Bernanke won't say this but modest long-term inflation (2%-3%) and currency debasement is really the only way out of this situation. What's the alternative?
If you look at a typical basket of commodities, they are all not all up (or down) by the same percentage. None by as much as the dollar index is down.
I am on my Bloomberg now: Over the past 12 months, the dollar index is down about 5%. Beef is up 12%. Pork about 15%. Aluminum is up about 20%. Soybeans, Platinum, Gasoline, Gold, and Oil are up about 25-30%. Coffee & Sugar is up 50%. Copper is up almost 60%. Corn is up 90%. Wheat is up 80%. Cotton is up 80%. Palladium & Silver are up 100%
That means there is a 35 percentage point delta between platinum or gold and copper, and 75 percentage points between platinum or gold and the other two precious metals. There is a 65-75% percentage point differnce between the increase in meat versus wheat, corn or cotton.
Etc.
If it was JUST the 5% decline in the dollar versus the other major currencies, or the 30% decline in the dollar versus Gold, all of these increased would be similar. Yet we have increases ranging from 12% to over 100%!
Even in the same categories (metals, food) you have the percentage differences between the increases more than DOUBLE the dollar priced in gold delta and 10 times the dollar versus other currencies delta.

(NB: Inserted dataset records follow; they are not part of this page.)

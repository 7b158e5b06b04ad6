/// Robust dispersion estimates used by the cascade
use ordered_float::OrderedFloat;

/// Median of `values`; mean of the two middle values for even counts
pub fn median(values: &[f64]) -> Option<f64> {
    if values.is_empty() {
        return None;
    }
    let mut sorted: Vec<OrderedFloat<f64>> = values.iter().copied().map(OrderedFloat).collect();
    sorted.sort_unstable();

    let mid = sorted.len() / 2;
    if sorted.len() % 2 == 0 {
        Some((sorted[mid - 1].0 + sorted[mid].0) / 2.0)
    } else {
        Some(sorted[mid].0)
    }
}

/// Mean absolute difference between each value and `center`
pub fn mean_abs_deviation(values: &[f64], center: f64) -> Option<f64> {
    if values.is_empty() {
        return None;
    }
    let total: f64 = values.iter().map(|v| (v - center).abs()).sum();
    Some(total / values.len() as f64)
}

/// Median, MAD and the outlier distance for one set of values
#[derive(Debug, Clone, Copy, PartialEq)]
pub struct Deviation {
    pub median: f64,
    pub mad: f64,
    /// MAD scaled by the configured multiplier
    pub dev_ref: f64,
}

impl Deviation {
    pub fn compute(values: &[f64], multiplier: f64) -> Option<Self> {
        let median = median(values)?;
        let mad = mean_abs_deviation(values, median)?;
        Some(Deviation {
            median,
            mad,
            dev_ref: mad * multiplier,
        })
    }

    pub fn lower(&self) -> f64 {
        self.median - self.dev_ref
    }

    pub fn upper(&self) -> f64 {
        self.median + self.dev_ref
    }

    /// Two-sided outlier test: strictly further than `dev_ref` from the median
    pub fn is_outlier(&self, value: f64) -> bool {
        (value - self.median).abs() > self.dev_ref
    }
}
use serde::{Deserialize, Serialize};

use crate::errors::GenerationError;

/// Options shared by every draw.
#[derive(Debug, Clone, PartialEq, Eq, Serialize, Deserialize)]
#[serde(default)]
pub struct GenerateOptions {
    /// Base seed for `SampleEngine` runs.
    pub seed: u64,
    /// Maximum attempts for retry loops (`filter`, omission-aware `any`).
    pub max_attempts: u32,
}

impl Default for GenerateOptions {
    fn default() -> Self {
        Self {
            seed: 0,
            max_attempts: 10_000,
        }
    }
}

impl GenerateOptions {
    pub fn with_seed(mut self, seed: u64) -> Self {
        self.seed = seed;
        self
    }

    pub fn with_max_attempts(mut self, max_attempts: u32) -> Self {
        self.max_attempts = max_attempts;
        self
    }

    /// Parses options from TOML; missing keys keep their defaults.
    pub fn from_toml_str(content: &str) -> Result<Self, GenerationError> {
        let options: GenerateOptions = toml::from_str(content)?;
        options.validate()
    }

    pub fn to_toml_string(&self) -> Result<String, GenerationError> {
        Ok(toml::to_string_pretty(self)?)
    }

    pub fn validate(self) -> Result<Self, GenerationError> {
        if self.max_attempts == 0 {
            return Err(GenerationError::InvalidConfiguration(
                "max_attempts must be > 0".to_string(),
            ));
        }
        Ok(self)
    }
}

/// Counters collected while drawing a single value.
#[derive(Debug, Clone, Copy, Default, PartialEq, Eq, Serialize, Deserialize)]
pub struct DrawStats {
    /// Values discarded by `filter` predicates (omissions included).
    pub filter_rejections: u64,
    /// Options re-picked by `any` because the chosen one omitted.
    pub omission_retries: u64,
    /// Recursion levels constructed on first use.
    pub levels_built: u64,
}

impl DrawStats {
    pub fn merge(&mut self, other: &DrawStats) {
        self.filter_rejections += other.filter_rejections;
        self.omission_retries += other.omission_retries;
        self.levels_built += other.levels_built;
    }
}

/// Report for a sampling run.
#[derive(Debug, Clone, Serialize, Deserialize)]
pub struct SampleReport {
    pub run_id: String,
    pub seed: u64,
    pub generator_id: String,
    pub samples_requested: u64,
    pub samples_generated: u64,
    pub duration_ms: u64,
    pub stats: DrawStats,
}

impl SampleReport {
    pub fn new(run_id: String, seed: u64, generator_id: &str, samples_requested: u64) -> Self {
        Self {
            run_id,
            seed,
            generator_id: generator_id.to_string(),
            samples_requested,
            samples_generated: 0,
            duration_ms: 0,
            stats: DrawStats::default(),
        }
    }

    pub fn record_sample(&mut self, stats: &DrawStats) {
        self.samples_generated += 1;
        self.stats.merge(stats);
    }
}
use std::time::Instant;

use quarry_core::Value;
use rand::SeedableRng;
use rand_chacha::ChaCha8Rng;
use tracing::{info, warn};

use crate::errors::GenerationError;
use crate::generators::{DrawContext, Gen};
use crate::model::{DrawStats, GenerateOptions, SampleReport};

/// Result of a sampling run.
#[derive(Debug, Clone)]
pub struct SampleResult {
    pub values: Vec<Value>,
    pub report: SampleReport,
}

/// Draws batches of values reproducibly.
///
/// Sample `i` of a run is drawn from its own `ChaCha8Rng` seeded from the
/// base seed and `i`, so a single failing sample can be replayed without
/// regenerating the ones before it.
#[derive(Debug, Clone)]
pub struct SampleEngine {
    options: GenerateOptions,
}

impl SampleEngine {
    pub fn new(options: GenerateOptions) -> Self {
        Self { options }
    }

    pub fn options(&self) -> &GenerateOptions {
        &self.options
    }

    pub fn run(&self, generator: &Gen, count: u64) -> Result<SampleResult, GenerationError> {
        let start = Instant::now();
        let run_id = uuid::Uuid::new_v4().to_string();
        let mut report = SampleReport::new(run_id.clone(), self.options.seed, generator.id(), count);
        let mut values = Vec::new();

        info!(
            run_id = %run_id,
            generator = generator.id(),
            samples = count,
            seed = self.options.seed,
            "sampling started"
        );

        for index in 0..count {
            match self.draw_sample(generator, index) {
                Ok((value, stats)) => {
                    report.record_sample(&stats);
                    values.push(value);
                }
                Err(err) => {
                    warn!(run_id = %run_id, index, error = %err, "sampling failed");
                    return Err(err);
                }
            }
        }

        report.duration_ms = start.elapsed().as_millis() as u64;
        info!(
            run_id = %run_id,
            samples_generated = report.samples_generated,
            filter_rejections = report.stats.filter_rejections,
            omission_retries = report.stats.omission_retries,
            levels_built = report.stats.levels_built,
            duration_ms = report.duration_ms,
            "sampling finished"
        );

        Ok(SampleResult { values, report })
    }

    /// Redraws sample `index` of a run with the same seed.
    pub fn replay(&self, generator: &Gen, index: u64) -> Result<Value, GenerationError> {
        self.draw_sample(generator, index).map(|(value, _)| value)
    }

    fn draw_sample(
        &self,
        generator: &Gen,
        index: u64,
    ) -> Result<(Value, DrawStats), GenerationError> {
        let mut rng = ChaCha8Rng::seed_from_u64(hash_sample_seed(self.options.seed, index));
        let mut ctx = DrawContext::new(&mut rng, &self.options);
        let value = generator.draw(&mut ctx)?.ok_or(GenerationError::NoValue)?;
        Ok((value, ctx.stats))
    }
}

fn hash_sample_seed(seed: u64, index: u64) -> u64 {
    let mut hash = seed ^ 0xcbf29ce484222325;
    hash ^= index.wrapping_mul(0x9e3779b97f4a7c15);
    hash = hash.wrapping_mul(0x100000001b3);
    hash
}
use crate::error::{Error, Result};

const ASCII_SPANS: &[(char, char)] = &[('\t', '\n'), ('\r', '\r'), (' ', '~')];
const UNICODE_EXTRA_SPANS: &[(char, char)] = &[('\u{80}', '\u{D7FF}'), ('\u{E000}', '\u{FFFF}')];
const ALPHA_SPANS: &[(char, char)] = &[('A', 'Z'), ('a', 'z')];
const IDENT_SYMBOL_SPANS: &[(char, char)] = &[('$', '$'), ('_', '_')];
const DIGIT_SPANS: &[(char, char)] = &[('0', '9')];

const SURROGATE_START: u32 = 0xD800;
const SURROGATE_END: u32 = 0xDFFF;

/// Alphabet of characters drawn uniformly by string generators.
///
/// Stored as inclusive code point spans so the large Unicode table is never
/// materialized. Each span contributes every code point it covers; a
/// character listed twice is twice as likely to be drawn.
#[derive(Debug, Clone, PartialEq, Eq)]
pub struct Charset {
    spans: Vec<(u32, u32)>,
    len: u32,
}

impl Charset {
    /// Tab, LF, CR and printable ASCII (U+0020..=U+007E).
    pub fn ascii() -> Self {
        Self::from_static(&[ASCII_SPANS])
    }

    /// The ASCII table plus U+0080..=U+D7FF and U+E000..=U+FFFF.
    pub fn unicode() -> Self {
        Self::from_static(&[ASCII_SPANS, UNICODE_EXTRA_SPANS])
    }

    /// First character of a symbol: letters, `$` and `_`.
    pub fn symbol_head() -> Self {
        Self::from_static(&[ALPHA_SPANS, IDENT_SYMBOL_SPANS])
    }

    /// Remaining characters of a symbol: letters, digits, `$` and `_`.
    pub fn symbol_tail() -> Self {
        Self::from_static(&[ALPHA_SPANS, IDENT_SYMBOL_SPANS, DIGIT_SPANS])
    }

    /// Builds a charset from every character of `chars`, in order.
    pub fn from_chars(chars: &str) -> Result<Self> {
        let spans: Vec<(char, char)> = chars.chars().map(|ch| (ch, ch)).collect();
        Self::from_spans(&spans)
    }

    /// Builds a charset from inclusive character spans.
    pub fn from_spans(spans: &[(char, char)]) -> Result<Self> {
        let mut out = Vec::with_capacity(spans.len());
        for &(start, end) in spans {
            let (start, end) = (u32::from(start), u32::from(end));
            if start > end {
                return Err(Error::InvalidCharset(format!(
                    "span start U+{start:04X} is after end U+{end:04X}"
                )));
            }
            if start < SURROGATE_START && end > SURROGATE_END {
                return Err(Error::InvalidCharset(format!(
                    "span U+{start:04X}..=U+{end:04X} covers surrogate code points"
                )));
            }
            out.push((start, end));
        }
        let charset = Self::from_code_spans(out)?;
        if charset.is_empty() {
            return Err(Error::InvalidCharset(
                "charset must include at least one character".to_string(),
            ));
        }
        Ok(charset)
    }

    /// Combines two charsets; the result draws from both alphabets.
    pub fn union(&self, other: &Charset) -> Result<Self> {
        let mut spans = self.spans.clone();
        spans.extend_from_slice(&other.spans);
        Self::from_code_spans(spans)
    }

    pub fn len(&self) -> u32 {
        self.len
    }

    pub fn is_empty(&self) -> bool {
        self.len == 0
    }

    pub fn contains(&self, ch: char) -> bool {
        let code = u32::from(ch);
        self.spans
            .iter()
            .any(|&(start, end)| start <= code && code <= end)
    }

    /// Character at `index` when spans are laid end to end.
    pub fn nth(&self, index: u32) -> Option<char> {
        let mut remaining = index;
        for &(start, end) in &self.spans {
            let size = end - start + 1;
            if remaining < size {
                return char::from_u32(start + remaining);
            }
            remaining -= size;
        }
        None
    }

    // Built-in tables total well under u32::MAX, so the plain sum is safe here.
    fn from_static(tables: &[&[(char, char)]]) -> Self {
        let spans: Vec<(u32, u32)> = tables
            .iter()
            .flat_map(|table| table.iter())
            .map(|&(start, end)| (u32::from(start), u32::from(end)))
            .collect();
        let len = spans.iter().map(|&(start, end)| end - start + 1).sum();
        Self { spans, len }
    }

    fn from_code_spans(spans: Vec<(u32, u32)>) -> Result<Self> {
        let len = spans
            .iter()
            .try_fold(0_u32, |acc, &(start, end)| acc.checked_add(end - start + 1))
            .ok_or_else(|| {
                Error::InvalidCharset(format!(
                    "charset holds more than {} characters",
                    u32::MAX
                ))
            })?;
        Ok(Self { spans, len })
    }
}

#[cfg(test)]
mod tests {
    use super::*;

    #[test]
    fn ascii_table_has_printable_and_three_controls() {
        let ascii = Charset::ascii();
        assert_eq!(ascii.len(), 98);
        for ch in ['\t', '\n', '\r', ' ', 'a', '~'] {
            assert!(ascii.contains(ch), "missing {ch:?}");
        }
        for ch in ['\0', '\u{0B}', '\u{7F}', '\u{80}'] {
            assert!(!ascii.contains(ch), "unexpected {ch:?}");
        }
    }

    #[test]
    fn unicode_table_skips_surrogates() {
        let unicode = Charset::unicode();
        assert_eq!(unicode.len(), 98 + 0xD780 + 0x2000);
        assert!(unicode.contains('\u{D7FF}'));
        assert!(unicode.contains('\u{E000}'));
        assert!(unicode.contains('\u{FFFF}'));
        assert!(!unicode.contains('\u{10000}'));
        assert_eq!(unicode.nth(unicode.len() - 1), Some('\u{FFFF}'));
        assert_eq!(unicode.nth(unicode.len()), None);
    }

    #[test]
    fn symbol_tables() {
        let head = Charset::symbol_head();
        let tail = Charset::symbol_tail();
        assert_eq!(head.len(), 54);
        assert_eq!(tail.len(), 64);
        assert!(head.contains('$') && head.contains('_') && head.contains('Q'));
        assert!(!head.contains('7'));
        assert!(tail.contains('7'));
    }

    #[test]
    fn nth_walks_spans_in_order() {
        let ascii = Charset::ascii();
        assert_eq!(ascii.nth(0), Some('\t'));
        assert_eq!(ascii.nth(1), Some('\n'));
        assert_eq!(ascii.nth(2), Some('\r'));
        assert_eq!(ascii.nth(3), Some(' '));
    }

    #[test]
    fn custom_charsets_are_validated() {
        assert!(Charset::from_chars("").is_err());
        assert!(Charset::from_spans(&[('z', 'a')]).is_err());
        assert!(Charset::from_spans(&[('\u{D000}', '\u{E000}')]).is_err());
        let abc = Charset::from_chars("abc").expect("valid charset");
        assert_eq!(abc.len(), 3);
        let abcd = abc
            .union(&Charset::from_chars("d").expect("valid"))
            .expect("valid union");
        assert_eq!(abcd.len(), 4);
    }

    #[test]
    fn oversized_charsets_are_rejected() {
        let full = Charset::from_spans(&[('\0', '\u{D7FF}'), ('\u{E000}', '\u{10FFFF}')])
            .expect("valid charset");
        let mut grown = full.clone();
        let mut result = Ok(());
        for _ in 0..5_000 {
            match grown.union(&full) {
                Ok(next) => grown = next,
                Err(err) => {
                    result = Err(err);
                    break;
                }
            }
        }
        assert!(matches!(result, Err(Error::InvalidCharset(_))));

        let spans = vec![('\0', '\u{D7FF}'); 80_000];
        assert!(matches!(
            Charset::from_spans(&spans),
            Err(Error::InvalidCharset(_))
        ));
    }
}
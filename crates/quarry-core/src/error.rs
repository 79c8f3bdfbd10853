use thiserror::Error;

/// Core error type shared across Quarry crates.
#[derive(Debug, Clone, PartialEq, Eq, Error)]
pub enum Error {
    /// A range violates `min <= max` or a non-negativity requirement.
    #[error("invalid range: {0}")]
    InvalidRange(String),
    /// A character table is empty or contains invalid code points.
    #[error("invalid charset: {0}")]
    InvalidCharset(String),
}

/// Convenience alias for results returned by Quarry crates.
pub type Result<T> = std::result::Result<T, Error>;
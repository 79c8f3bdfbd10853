//! Core contracts for Quarry.
//!
//! This crate defines the value model, integer ranges, and the fixed
//! character tables consumed by the generator combinators.

pub mod charset;
pub mod error;
pub mod range;

pub use charset::Charset;
pub use error::{Error, Result};
pub use range::{MAX_SAFE_INTEGER, Range};

/// Values produced by generators: null, booleans, integers, strings, arrays
/// and string-keyed objects (insertion ordered).
pub type Value = serde_json::Value;

/// Ordered map used for generated objects and records.
pub type Map = serde_json::Map<String, Value>;
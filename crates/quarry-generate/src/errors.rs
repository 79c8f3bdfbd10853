use thiserror::Error;

/// Errors emitted while building or drawing generators.
#[derive(Debug, Error)]
pub enum GenerationError {
    /// Rejected at construction time: empty option lists, inverted ranges,
    /// all-zero weights, empty charsets, duplicate record fields.
    #[error("invalid configuration: {0}")]
    InvalidConfiguration(String),
    /// A retry loop (`filter`, omission-aware `any`) hit its ceiling.
    #[error("{generator} gave up after {attempts} attempts")]
    ExhaustedRetries {
        generator: &'static str,
        attempts: u32,
    },
    /// The outermost generator omitted its value.
    #[error("generator produced no value")]
    NoValue,
    #[error("config error: {0}")]
    Config(#[from] toml::de::Error),
    #[error("config encode error: {0}")]
    ConfigEncode(#[from] toml::ser::Error),
}

impl From<quarry_core::Error> for GenerationError {
    fn from(err: quarry_core::Error) -> Self {
        GenerationError::InvalidConfiguration(err.to_string())
    }
}
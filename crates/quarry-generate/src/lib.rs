//! Combinators for randomized test data.
//!
//! Every constructor returns a [`Gen`]: an immutable, shareable description
//! that produces one random JSON-like value per draw. Leaves (`bool`, `int`,
//! `ascii`, `unicode`, `symbol`, ...) are composed with selection (`any`,
//! `weighted`), structure (`array`, `object`, `record`), optionality and
//! acceptance (`maybe`, `filter`) and bounded recursion (`recurse`).
//!
//! Constructors never touch randomness; the random source is injected on each
//! draw, so seeded runs are reproducible.
//!
//! ```
//! use quarry_generate::{any, array, constant, recurse};
//! use rand::SeedableRng;
//! use rand_chacha::ChaCha8Rng;
//!
//! let tree = recurse(3, |node| any([constant("leaf"), array(1..=2, node)?])).unwrap();
//! let mut rng = ChaCha8Rng::seed_from_u64(7);
//! let value = tree.generate(&mut rng).unwrap();
//! assert!(value.is_string() || value.is_array());
//! ```

pub mod engine;
pub mod errors;
pub mod generators;
pub mod model;

pub use engine::{SampleEngine, SampleResult};
pub use errors::GenerationError;
pub use generators::acceptance::{filter, map, maybe};
pub use generators::primitives::{
    ascii, bool, constant, int, null, pattern, string, symbol, unicode,
};
pub use generators::recursive::{Recur, recurse};
pub use generators::selection::{any, weighted};
pub use generators::structure::{ObjectSpec, array, object, record};
pub use generators::{Draw, DrawContext, Gen, Generator, IntoGen};
pub use model::{DrawStats, GenerateOptions, SampleReport};
pub use quarry_core::{Charset, MAX_SAFE_INTEGER, Range, Value};
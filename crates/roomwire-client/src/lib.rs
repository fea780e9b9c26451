//! roomwire client library entry.
//!
//! This crate wires the transport seam, dispatcher, and connection lifecycle
//! manager into a reconnecting realtime channel. It is intended to be
//! consumed by the binary (`main.rs`), by host applications embedding a
//! channel, and by integration tests.

pub mod channel;
pub mod config;
pub mod dispatch;
pub mod transport;

pub use channel::{Channel, ChannelSettings, ChatChannel, RoomChannel};
pub use dispatch::Dispatcher;
pub use transport::{Connector, Transport};
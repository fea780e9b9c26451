//! Client config loader (strict parsing).

pub mod schema;

use std::fs;

use roomwire_core::error::{ChannelError, Result};

pub use schema::{ChannelSection, ClientConfig, ReconnectSection};

pub fn load_from_file(path: &str) -> Result<ClientConfig> {
    let s = fs::read_to_string(path)
        .map_err(|e| ChannelError::Internal(format!("read config failed: {e}")))?;
    load_from_str(&s)
}

pub fn load_from_str(s: &str) -> Result<ClientConfig> {
    let cfg: ClientConfig = serde_yaml::from_str(s)
        .map_err(|e| ChannelError::BadConfig(format!("invalid yaml: {e}")))?;
    cfg.validate()?;
    Ok(cfg)
}
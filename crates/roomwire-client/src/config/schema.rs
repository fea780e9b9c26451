use serde::Deserialize;
use roomwire_core::error::{ChannelError, Result};

#[derive(Debug, Deserialize)]
#[serde(deny_unknown_fields)]
pub struct ClientConfig {
    pub version: u32,

    pub channel: ChannelSection,
}

impl ClientConfig {
    pub fn validate(&self) -> Result<()> {
        if self.version != 1 {
            return Err(ChannelError::BadConfig(format!(
                "unsupported config version: {}",
                self.version
            )));
        }
        self.channel.validate()?;
        Ok(())
    }
}

#[derive(Debug, Clone, Deserialize)]
#[serde(deny_unknown_fields)]
pub struct ChannelSection {
    pub url: String,

    #[serde(default = "default_connect_timeout_ms")]
    pub connect_timeout_ms: u64,

    #[serde(default = "default_ping_interval_ms")]
    pub ping_interval_ms: u64,

    #[serde(default = "default_outbound_queue")]
    pub outbound_queue: usize,

    #[serde(default)]
    pub reconnect: ReconnectSection,
}

impl ChannelSection {
    pub fn validate(&self) -> Result<()> {
        if !(self.url.starts_with("ws://") || self.url.starts_with("wss://")) {
            return Err(ChannelError::BadConfig(
                "channel.url must start with ws:// or wss://".into(),
            ));
        }
        if !(500..=60000).contains(&self.connect_timeout_ms) {
            return Err(ChannelError::BadConfig(
                "channel.connect_timeout_ms must be between 500 and 60000".into(),
            ));
        }
        if !(1000..=120000).contains(&self.ping_interval_ms) {
            return Err(ChannelError::BadConfig(
                "channel.ping_interval_ms must be between 1000 and 120000".into(),
            ));
        }
        if self.outbound_queue == 0 {
            return Err(ChannelError::BadConfig(
                "channel.outbound_queue must be at least 1".into(),
            ));
        }
        self.reconnect.validate()?;
        Ok(())
    }
}

#[derive(Debug, Clone, Deserialize)]
#[serde(deny_unknown_fields)]
pub struct ReconnectSection {
    #[serde(default = "default_max_attempts")]
    pub max_attempts: u32,

    #[serde(default = "default_base_delay_ms")]
    pub base_delay_ms: u64,
}

impl Default for ReconnectSection {
    fn default() -> Self {
        Self {
            max_attempts: default_max_attempts(),
            base_delay_ms: default_base_delay_ms(),
        }
    }
}

impl ReconnectSection {
    pub fn validate(&self) -> Result<()> {
        if self.max_attempts > 20 {
            return Err(ChannelError::BadConfig(
                "reconnect.max_attempts must be at most 20".into(),
            ));
        }
        if !(100..=30000).contains(&self.base_delay_ms) {
            return Err(ChannelError::BadConfig(
                "reconnect.base_delay_ms must be between 100 and 30000".into(),
            ));
        }
        Ok(())
    }
}

fn default_connect_timeout_ms() -> u64 {
    5000
}
fn default_ping_interval_ms() -> u64 {
    30000
}
fn default_outbound_queue() -> usize {
    64
}
fn default_max_attempts() -> u32 {
    5
}
fn default_base_delay_ms() -> u64 {
    1000
}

Ergo, its not ALL the 5%(!!!) decline in the dollar index. The VERY deltas in the deltas is clearly something else - i.e. supply/demand.
"VERY BIG deltas"
No one has a cogent counter argument?
>Ergo, its not ALL the 5%(!!!) decline in the dollar index. The VERY deltas in the deltas is clearly something else - i.e. supply/demand.
These movements are not passive, that is, the prices didn't just change because the dollar declined. These commodities have been active investment themes, so yes, it is a supply/demand issue, but to a greater extent in the speculative markets than in the spot delivery markets based on the needs for inputs.
"U.N. Food Agency Issues Warning on China Drought"
Riversider will say it's Bernake's fault.
"The U.N. Food and Agriculture Organization issued an alert Tuesday that a severe drought was threatening the wheat crop in China, the world’s largest wheat producer, and was even resulting in shortages of drinking water for people and livestock...."
http://www.nytimes.com/2011/02/09/business/global/09food.html?_r=1&hp
This is 100% due to the debasing of the dollar. No supply/demand here:
"...“China’s grain situation is critical to the rest of the world — if they are forced to go out on the market to procure adequate supplies for their population, it could send huge shock waves through the world’s grain markets,” said Robert S. Zeigler, the director general of the International Rice Research Institute in Los Banos, Philippines...."
The "debasing" of the dollar caused this corn shortage too. The Fed caused higher ethanol production and lower corn harvests. No supply and demand here!
"...U.S. stockpiles of corn before the next harvest will be 9.4 percent smaller than estimated last month, a bigger drop than expected, because of increased ethanol production, the government said...
...The price has surged in the past year as adverse weather reduced global production..."
http://www.businessweek.com/news/2011-02-09/u-s-corn-surplus-cut-on-ethanol-smaller-world-crop-projected.html
"Coffee & Sugar is up 50%"
So - demand for coffee is up 50% in a year?
There's a shortage of sugar in the world?
Bullcrap. It's all speculation. Nobody needs coffee, or sugar for that matter.
Speculation it may be in some years, but with ag futures you have to take delivery of perishables. you cannot speculate forever with items that must be delivered in months. You could STORE them, but agricultural stores are WAAAAY down across the board. So it cannot be speculation.
when was the last time you took delivery of any futures contract? orange juice? palm oil? lol
speculation is just the smart money aligning with monetary inflation. pretty simple. (and very very very lucrative).